The top 5 alt-country bands to watch in Toronto
The top alt-country bands to watch in Toronto may be under-the-radar now even to long time fans of twang, but y'all (sorry) better plan on seeing them around. Toronto continues to be home to both established and emerging alt-country (alternative country - think country for indie fans) artists. More recognizable names include Justin Rutledge, The Wooden Sky, The Strumbellas, Elliott Brood, Cuff the Duke, and now in Nashville, Lindi Ortega.
It was Grant Lawrence (CBC) who said, "Blue Rodeo were alt-country before the genre existed." Even those country-rockers who started in '84 owe a slight something to Handsome Ned (Robin Masyk). As much of Toronto's alt-country scene still lives on Queen St., Handsome Ned began his country music career there in the early '80's, leading to a residency at the Cameron House, and a few 45rpm singles. Ned, who died of a suspected drug overdose, remains an influence on later artists Blue Rodeo, the Skydiggers, and the Sadies.
Here are five alt-country bands worth keeping on your radar.
Ali Raney and Zoe Neuman have accomplished a lot with their combination of vocal harmonies, fiddle, mandolin, and acoustic guitar in only a few years. Their crowdfunding campaign raised $30,000 and they continue to chart on the iTunes country list. Fans also know them for their natural charm, hilarity - and limes and tequila.
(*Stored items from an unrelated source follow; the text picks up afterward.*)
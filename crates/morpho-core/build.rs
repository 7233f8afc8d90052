fn main() {
    // Validate the embedded settings TOML at compile time.
    println!("cargo:rerun-if-changed=src/default_settings.toml");
    let content = include_str!("src/default_settings.toml");
    let value: toml::Value = match content.parse() {
        Ok(v) => v,
        Err(e) => panic!("src/default_settings.toml contains invalid TOML: {e}"),
    };
    for section in ["builder", "nbest", "marginal", "unknown"] {
        if value.get(section).is_none() {
            panic!("src/default_settings.toml is missing [{section}]");
        }
    }
}
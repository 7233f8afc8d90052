use std::fs;
use std::path::Path;

use super::{DictError, DictRecord, TrieDictionary};

impl TrieDictionary {
    /// Build from MeCab-style CSV lines: `surface,left_id,right_id,cost,feature...`.
    ///
    /// Everything after the fourth comma is kept verbatim as the feature
    /// string. Blank lines and lines starting with `#` are skipped.
    pub fn from_csv(text: &str) -> Result<Self, DictError> {
        let mut records = Vec::new();
        for (i, line) in text.lines().enumerate() {
            let lineno = i + 1;
            let line = line.trim_end_matches('\r');
            if line.trim().is_empty() || line.starts_with('#') {
                continue;
            }
            records.push(parse_csv_line(line, lineno)?);
        }
        Self::from_entries(records)
    }

    /// Read a CSV dictionary source from disk.
    pub fn open_csv(path: &Path) -> Result<Self, DictError> {
        Self::from_csv(&fs::read_to_string(path)?)
    }
}

fn parse_csv_line(line: &str, lineno: usize) -> Result<DictRecord, DictError> {
    let mut fields = line.splitn(5, ',');
    let mut next = |name: &str| {
        fields
            .next()
            .ok_or_else(|| DictError::parse(lineno, format!("missing {name}")))
    };

    let surface = next("surface")?;
    if surface.is_empty() {
        return Err(DictError::EmptySurface(lineno));
    }
    let left_id = next("left_id")?
        .trim()
        .parse()
        .map_err(|e| DictError::parse(lineno, format!("left_id: {e}")))?;
    let right_id = next("right_id")?
        .trim()
        .parse()
        .map_err(|e| DictError::parse(lineno, format!("right_id: {e}")))?;
    let cost = next("cost")?
        .trim()
        .parse()
        .map_err(|e| DictError::parse(lineno, format!("cost: {e}")))?;
    let feature = fields.next().unwrap_or("").to_string();

    Ok(DictRecord {
        surface: surface.to_string(),
        cost,
        left_id,
        right_id,
        feature,
    })
}
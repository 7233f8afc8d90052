//! Property-based tests for lattice decoding.
//!
//! Random short inputs over the fixture vocabulary are decoded and checked
//! against a brute-force enumeration of every BOS→EOS path.

use proptest::prelude::*;

use super::sumomo_analyzer;
use crate::analyzer::{AnalyzeOptions, Lattice, NodeId, NodeKind};
use crate::dict::Connector;

// ---------------------------------------------------------------------------
// Strategy: short strings mixing dictionary and fallback characters
// ---------------------------------------------------------------------------

fn arb_text() -> impl Strategy<Value = String> {
    let ch = prop_oneof![
        6 => prop::sample::select(vec!['す', 'も', 'の', 'う', 'ち']),
        2 => prop::sample::select(vec!['カ', 'キ']),
        1 => prop::sample::select(vec!['a', '1', ' ', '漢', 'ぬ', '、']),
    ];
    prop::collection::vec(ch, 1..8).prop_map(|cs| cs.into_iter().collect())
}

// ---------------------------------------------------------------------------
// Brute force: every complete path as (node sequence, cost)
// ---------------------------------------------------------------------------

fn enumerate_paths(lattice: &Lattice, conn: &dyn Connector) -> Vec<(Vec<NodeId>, i64)> {
    fn walk(
        lattice: &Lattice,
        conn: &dyn Connector,
        id: NodeId,
        cost: i64,
        stack: &mut Vec<NodeId>,
        out: &mut Vec<(Vec<NodeId>, i64)>,
    ) {
        let node = lattice.node(id);
        for &next in lattice.begin_nodes(node.end()) {
            let s = lattice.node(next);
            let step = cost + conn.cost(node.right_id, s.left_id) as i64 + s.cost as i64;
            if s.kind == NodeKind::Eos {
                out.push((stack.clone(), step));
                continue;
            }
            stack.push(next);
            walk(lattice, conn, next, step, stack, out);
            stack.pop();
        }
    }

    let mut out = Vec::new();
    walk(lattice, conn, lattice.bos(), 0, &mut Vec::new(), &mut out);
    out
}

fn decode(text: &str) -> (crate::analyzer::Analyzer, Lattice) {
    let analyzer = sumomo_analyzer();
    let mut lattice = Lattice::new();
    let options = AnalyzeOptions {
        nbest: true,
        ..Default::default()
    };
    analyzer.analyze(&mut lattice, text, options).unwrap();
    (analyzer, lattice)
}

// ---------------------------------------------------------------------------
// proptest entry point
// ---------------------------------------------------------------------------

proptest! {
    #![proptest_config(ProptestConfig::with_cases(128))]

    #[test]
    fn best_path_covers_input(text in arb_text()) {
        let analyzer = sumomo_analyzer();
        let morphemes = analyzer.parse(&text).unwrap();
        let mut pos = 0;
        for m in &morphemes {
            prop_assert_eq!(m.begin, pos);
            prop_assert!(m.len > 0);
            pos += m.len;
        }
        prop_assert_eq!(pos, text.chars().count());
        let joined: String = morphemes.iter().map(|m| m.surface.as_str()).collect();
        prop_assert_eq!(joined, text);
    }

    #[test]
    fn forward_cost_is_brute_force_minimum(text in arb_text()) {
        let (analyzer, lattice) = decode(&text);
        let paths = enumerate_paths(&lattice, analyzer.connector());
        let min = paths.iter().map(|(_, c)| *c).min().unwrap();
        prop_assert_eq!(lattice.best_cost(), Some(min));
        let bos = lattice.node(lattice.bos());
        prop_assert_eq!(bos.backward_cost(), Some(min));
    }

    #[test]
    fn nbest_enumerates_every_path_in_order(text in arb_text()) {
        let (analyzer, lattice) = decode(&text);
        let mut expected = enumerate_paths(&lattice, analyzer.connector());
        prop_assume!(expected.len() <= 2000);

        let got: Vec<_> = analyzer.nbest(&lattice).unwrap().collect();
        for pair in got.windows(2) {
            prop_assert!(pair[0].cost <= pair[1].cost);
        }
        prop_assert_eq!(got.first().map(|p| p.cost), lattice.best_cost());

        let mut got: Vec<(Vec<NodeId>, i64)> =
            got.into_iter().map(|p| (p.nodes, p.cost)).collect();
        got.sort();
        expected.sort();
        prop_assert_eq!(got, expected);
    }

    #[test]
    fn decoding_is_deterministic(text in arb_text()) {
        let (analyzer, lattice) = decode(&text);
        let (_, again) = decode(&text);
        let first: Vec<_> = analyzer.nbest(&lattice).unwrap().take(10).collect();
        let second: Vec<_> = analyzer.nbest(&again).unwrap().take(10).collect();
        prop_assert_eq!(first, second);
        prop_assert_eq!(
            crate::analyzer::best_path(&lattice),
            crate::analyzer::best_path(&again)
        );
    }
}
//! Mathematical built-in functions.

use rand::Rng;

use super::super::error::InterpreterError;
use super::{require_args, with_number};
use crate::value::Value;

macro_rules! unary_real {
    ($name:ident, $op:ident) => {
        pub fn $name(args: &[Value], line: usize) -> Result<Value, InterpreterError> {
            require_args!(args, 1, stringify!($op), line);
            with_number!(args, stringify!($op), line, |n: f64| Ok(Value::real(
                n.$op()
            )))
        }
    };
}

unary_real!(builtin_cos, cos);
unary_real!(builtin_sin, sin);
unary_real!(builtin_tan, tan);

pub fn builtin_sqrt(args: &[Value], line: usize) -> Result<Value, InterpreterError> {
    require_args!(args, 1, "sqrt", line);
    with_number!(args, "sqrt", line, |n: f64| {
        if n < 0.0 {
            Err(InterpreterError::range(
                "sqrt of a negative number",
                line,
            ))
        } else {
            Ok(Value::real(n.sqrt()))
        }
    })
}

/// Rounds half away from zero (`2.5` -> `3`, `-2.5` -> `-3`) and yields an
/// Integer.
pub fn builtin_round(args: &[Value], line: usize) -> Result<Value, InterpreterError> {
    require_args!(args, 1, "round", line);
    with_number!(args, "round", line, |n: f64| Ok(Value::integer(n.round())))
}

pub fn builtin_abs(args: &[Value], line: usize) -> Result<Value, InterpreterError> {
    require_args!(args, 1, "abs", line);
    match &args[0] {
        Value::Number(n, is_real) => Ok(Value::Number(n.abs(), *is_real)),
        other => Err(InterpreterError::type_error(
            format!("abs requires a number, got {}", other.type_name()),
            line,
        )),
    }
}

pub fn builtin_power(args: &[Value], line: usize) -> Result<Value, InterpreterError> {
    require_args!(args, 2, "power", line);
    match (&args[0], &args[1]) {
        (Value::Number(base, _), Value::Number(exp, _)) => Ok(Value::real(base.powf(*exp))),
        _ => Err(InterpreterError::type_error(
            "power requires two numbers",
            line,
        )),
    }
}

/// Uniform integer in `[min, max]`, both bounds inclusive.
pub fn builtin_random(args: &[Value], line: usize) -> Result<Value, InterpreterError> {
    require_args!(args, 2, "random", line);
    let (min, max) = match (&args[0], &args[1]) {
        (Value::Number(min, _), Value::Number(max, _))
            if min.fract() == 0.0 && max.fract() == 0.0 =>
        {
            (*min as i64, *max as i64)
        }
        _ => {
            return Err(InterpreterError::type_error(
                "random requires two integers",
                line,
            ));
        }
    };
    if min > max {
        return Err(InterpreterError::range(
            format!("random range is reversed: {} > {}", min, max),
            line,
        ));
    }
    let n = rand::thread_rng().gen_range(min..=max);
    Ok(Value::integer(n as f64))
}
There's more to Dani Nash than just her bio-advertised leather pants. This rising musician is brimming with talent. Nash delivers her own country rock and also performs with The Pining, Samantha Martin and the Haggard, and others. Also keep an eye out for her visual art, which reflects her Northern Ontario roots.
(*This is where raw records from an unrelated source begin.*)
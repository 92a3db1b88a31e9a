//! AST to flowchart graph extraction. Nodes carry advisory size hints;
//! geometry and routing belong to the rendering layer.

use serde_json::{json, Value as Json};

use crate::ast::{DataType, Declarator, DisplayItem, Stmt, StmtKind};
use crate::interpreter::{parse_program, InterpreterError};

#[derive(Debug, Clone, Copy, PartialEq, Eq)]
pub enum NodeKind {
    Start,
    End,
    Process,
    Io,
    Decision,
}

impl NodeKind {
    pub fn as_str(self) -> &'static str {
        match self {
            NodeKind::Start => "start",
            NodeKind::End => "end",
            NodeKind::Process => "process",
            NodeKind::Io => "io",
            NodeKind::Decision => "decision",
        }
    }
}

#[derive(Debug, Clone)]
pub struct Node {
    pub id: usize,
    pub kind: NodeKind,
    pub label: String,
    pub width_hint: f64,
    pub height_hint: f64,
}

#[derive(Debug, Clone)]
pub struct Edge {
    pub from: usize,
    pub to: usize,
    pub label: Option<String>,
}

#[derive(Debug, Clone, Default)]
pub struct Flowchart {
    pub nodes: Vec<Node>,
    pub edges: Vec<Edge>,
}

impl Flowchart {
    pub fn to_json(&self) -> Json {
        json!({
            "nodes": self
                .nodes
                .iter()
                .map(|n| json!({
                    "id": n.id,
                    "kind": n.kind.as_str(),
                    "label": n.label,
                    "widthHint": n.width_hint,
                    "heightHint": n.height_hint,
                }))
                .collect::<Vec<_>>(),
            "edges": self
                .edges
                .iter()
                .map(|e| {
                    let mut edge = json!({ "from": e.from, "to": e.to });
                    if let Some(label) = &e.label {
                        edge["label"] = json!(label);
                    }
                    edge
                })
                .collect::<Vec<_>>(),
        })
    }
}

pub fn generate_flowchart(source: &str) -> Result<Flowchart, InterpreterError> {
    let program = parse_program(source)?;
    Ok(build(&program))
}

/// Each module or function becomes its own Start/End subgraph; a script
/// without subroutines gets a single anonymous one.
pub fn build(program: &[Stmt]) -> Flowchart {
    let mut builder = Builder::default();
    let has_subroutines = program
        .iter()
        .any(|s| matches!(s.kind, StmtKind::Module { .. } | StmtKind::Function { .. }));

    if has_subroutines {
        for stmt in program {
            match &stmt.kind {
                StmtKind::Module { name, body, .. } => {
                    builder.subgraph(format!("Start {}", name), format!("End {}", name), body);
                }
                StmtKind::Function { name, body, .. } => {
                    builder.subgraph(
                        format!("Start Function {}", name),
                        format!("End Function {}", name),
                        body,
                    );
                }
                _ => {}
            }
        }
    } else {
        builder.subgraph("Start".to_string(), "End".to_string(), program);
    }

    builder.chart
}

/// A dangling edge waiting for its target node: source id plus edge label.
type Pending = (usize, Option<String>);

#[derive(Default)]
struct Builder {
    chart: Flowchart,
    current_subroutine_end: Option<usize>,
}

impl Builder {
    fn add_node(&mut self, kind: NodeKind, label: impl Into<String>) -> usize {
        let label = label.into();
        let chars = label.chars().count() as f64;
        let (width_hint, height_hint) = match kind {
            // Zero-sized dummy nodes keep merge topology without occupying
            // layout space.
            NodeKind::Process if label.is_empty() => (0.0, 0.0),
            NodeKind::Start | NodeKind::End => ((chars * 10.0 + 20.0).max(120.0), 40.0),
            NodeKind::Process | NodeKind::Io => (chars * 8.0 + 20.0, 40.0),
            NodeKind::Decision => (chars * 8.0 + 40.0, 60.0),
        };
        let id = self.chart.nodes.len();
        self.chart.nodes.push(Node {
            id,
            kind,
            label,
            width_hint,
            height_hint,
        });
        id
    }

    fn connect(&mut self, pending: &[Pending], to: usize) {
        for (from, label) in pending {
            self.chart.edges.push(Edge {
                from: *from,
                to,
                label: label.clone(),
            });
        }
    }

    fn subgraph(&mut self, start_label: String, end_label: String, body: &[Stmt]) {
        let start = self.add_node(NodeKind::Start, start_label);
        let end = self.add_node(NodeKind::End, end_label);
        self.current_subroutine_end = Some(end);
        let exits = self.visit_block(body, vec![(start, None)]);
        self.connect(&exits, end);
        self.current_subroutine_end = None;
    }

    fn visit_block(&mut self, body: &[Stmt], mut pending: Vec<Pending>) -> Vec<Pending> {
        for stmt in body {
            pending = self.visit_stmt(stmt, pending);
        }
        pending
    }

    fn visit_stmt(&mut self, stmt: &Stmt, pending: Vec<Pending>) -> Vec<Pending> {
        match &stmt.kind {
            StmtKind::Declaration {
                data_type,
                is_constant,
                declarators,
            } => {
                let label = declaration_label(*data_type, *is_constant, declarators);
                let node = self.add_node(NodeKind::Process, label);
                self.connect(&pending, node);
                vec![(node, None)]
            }

            StmtKind::Assignment { target, value } => {
                let node = self.add_node(NodeKind::Process, format!("Set {} = {}", target, value));
                self.connect(&pending, node);
                vec![(node, None)]
            }

            StmtKind::Display { items } => {
                let rendered: Vec<String> = items
                    .iter()
                    .map(|item| match item {
                        DisplayItem::Expr(expr) => expr.to_string(),
                        DisplayItem::Tap => "Tap".to_string(),
                    })
                    .collect();
                let node =
                    self.add_node(NodeKind::Io, format!("Display {}", rendered.join(", ")));
                self.connect(&pending, node);
                vec![(node, None)]
            }

            StmtKind::Input { name } => {
                let node = self.add_node(NodeKind::Io, format!("Input {}", name));
                self.connect(&pending, node);
                vec![(node, None)]
            }

            StmtKind::If {
                condition,
                then_branch,
                else_branch,
            } => {
                let decision = self.add_node(NodeKind::Decision, condition.to_string());
                self.connect(&pending, decision);

                let then_exits =
                    self.visit_block(then_branch, vec![(decision, Some("True".to_string()))]);
                let else_exits = match else_branch {
                    Some(body) => {
                        self.visit_block(body, vec![(decision, Some("False".to_string()))])
                    }
                    None => vec![(decision, Some("False".to_string()))],
                };

                let merge = self.add_node(NodeKind::Process, "");
                self.connect(&then_exits, merge);
                self.connect(&else_exits, merge);
                vec![(merge, None)]
            }

            StmtKind::While { condition, body } => {
                let decision = self.add_node(NodeKind::Decision, condition.to_string());
                self.connect(&pending, decision);
                let body_exits =
                    self.visit_block(body, vec![(decision, Some("True".to_string()))]);
                self.connect(&body_exits, decision);
                vec![(decision, Some("False".to_string()))]
            }

            StmtKind::DoWhile { body, condition } => {
                self.do_loop(pending, body, condition, true)
            }

            StmtKind::DoUntil { body, condition } => {
                self.do_loop(pending, body, condition, false)
            }

            StmtKind::For {
                counter,
                start,
                end,
                body,
            } => {
                let init =
                    self.add_node(NodeKind::Process, format!("Set {} = {}", counter, start));
                self.connect(&pending, init);
                let decision =
                    self.add_node(NodeKind::Decision, format!("{} <= {}", counter, end));
                self.connect(&[(init, None)], decision);

                let body_exits =
                    self.visit_block(body, vec![(decision, Some("True".to_string()))]);
                let increment = self.add_node(
                    NodeKind::Process,
                    format!("Set {} = {} + 1", counter, counter),
                );
                self.connect(&body_exits, increment);
                self.connect(&[(increment, None)], decision);
                vec![(decision, Some("False".to_string()))]
            }

            StmtKind::Call { name, args } => {
                let rendered: Vec<String> = args.iter().map(|a| a.to_string()).collect();
                let node = self.add_node(
                    NodeKind::Process,
                    format!("Call {}({})", name, rendered.join(", ")),
                );
                self.connect(&pending, node);
                vec![(node, None)]
            }

            StmtKind::Return(expr) => {
                let node = self.add_node(NodeKind::Process, format!("Return {}", expr));
                self.connect(&pending, node);
                if let Some(end) = self.current_subroutine_end {
                    self.connect(&[(node, None)], end);
                }
                // The branch terminates at the subroutine's end node.
                Vec::new()
            }

            StmtKind::Module { .. } | StmtKind::Function { .. } => pending,
        }
    }

    /// Both Do loops share the shape: dummy head, body, trailing decision,
    /// back-edge on the repeating outcome.
    fn do_loop(
        &mut self,
        pending: Vec<Pending>,
        body: &[Stmt],
        condition: &crate::ast::Expr,
        repeat_on_true: bool,
    ) -> Vec<Pending> {
        let head = self.add_node(NodeKind::Process, "");
        self.connect(&pending, head);
        let body_exits = self.visit_block(body, vec![(head, None)]);
        let decision = self.add_node(NodeKind::Decision, condition.to_string());
        self.connect(&body_exits, decision);

        let (back, out) = if repeat_on_true {
            ("True", "False")
        } else {
            ("False", "True")
        };
        self.connect(&[(decision, Some(back.to_string()))], head);
        vec![(decision, Some(out.to_string()))]
    }
}

fn declaration_label(
    data_type: DataType,
    is_constant: bool,
    declarators: &[Declarator],
) -> String {
    let keyword = if is_constant { "Constant" } else { "Declare" };
    let rendered: Vec<String> = declarators
        .iter()
        .map(|d| {
            let mut text = d.name.to_string();
            if let Some(size) = &d.size {
                text = format!("{}[{}]", text, size);
            }
            if let Some(init) = &d.initializer {
                text = format!("{} = {}", text, init);
            }
            text
        })
        .collect();
    format!("{} {} {}", keyword, data_type, rendered.join(", "))
}
use gaddis::format_source;

#[test]
fn test_whole_program_reindented() {
    let source = "\
Module main()
Declare Integer total = 0
For i = 1 To 3
If i == 2 Then
Display \"two\"
Else
Display i
End If
End For
Display total
End Module
";
    let expected = "\
Module main()
   Declare Integer total = 0
   For i = 1 To 3
      If i == 2 Then
         Display \"two\"
      Else
         Display i
      End If
   End For
   Display total
End Module
";
    assert_eq!(format_source(source), expected);
}

#[test]
fn test_existing_indentation_is_normalized() {
    let source = "      Module main()\n\t\tDisplay 1\n  End Module\n";
    assert_eq!(
        format_source(source),
        "Module main()\n   Display 1\nEnd Module\n"
    );
}

#[test]
fn test_formatting_is_idempotent() {
    let source = "\
Module main()
Declare Integer x = 0
Do
Set x = x + 1
Until x > 3
While x < 10
Set x = x + 2
End While
End Module
";
    let once = format_source(source);
    let twice = format_source(&once);
    assert_eq!(once, twice);
}

#[test]
fn test_blank_lines_survive_without_trailing_spaces() {
    let source = "Module main()\n\nDisplay 1\nEnd Module\n";
    let formatted = format_source(source);
    assert!(formatted.contains("\n\n"));
    for line in formatted.lines() {
        assert_eq!(line, line.trim_end());
    }
}

#[test]
fn test_function_blocks_indent() {
    let source = "Function Integer f(Integer n)\nReturn n\nEnd Function\n";
    assert_eq!(
        format_source(source),
        "Function Integer f(Integer n)\n   Return n\nEnd Function\n"
    );
}

#[test]
fn test_do_until_loop_shape() {
    let source = "Do\nDisplay 1\nUntil done\n";
    assert_eq!(format_source(source), "Do\n   Display 1\nUntil done\n");
}

#[test]
fn test_comment_lines_are_indented_with_their_block() {
    let source = "Module main()\n// setup\nDisplay 1\nEnd Module\n";
    assert_eq!(
        format_source(source),
        "Module main()\n   // setup\n   Display 1\nEnd Module\n"
    );
}

#[test]
fn test_unbalanced_input_clamps_at_zero() {
    let source = "End If\nDisplay 1\n";
    assert_eq!(format_source(source), "End If\nDisplay 1\n");
}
Joshua Cockerill looks to have made the rights moves, as far as his music career - he knew he wanted to be a musician since age 10. Cockerill moved from Alberta to Toronto, and self-released "The Trick With Your Heart I'm Learning To Do" after forming the alt-country band (with a touch of pop) Animal Parts. The band has gone on to release 3 albums in 14 months. Dubbed mammalites, they all claim to be good for a hug at their shows.
Local 164 bring murder ballads, harmonies, and big dreams to the Big Smoke with their alt-country/roots sound. Gordon Bolan (vocals), Jenny Young (banjo), Dave Chan (drums/mandolin), and Jason O'Brien can be regularly found playing the Tranzac on the 2nd Wednesday of the month.
Kayla Howran's debut album "Pistol" has been called, "a twangy back-to-basics alt-country album." After finding her way from Peterborough to Toronto's Queen St. and the Cameron House, Howran established a Friday night residency there for a year. She can now be seen live on most first Fridays of the month at the Cameron House.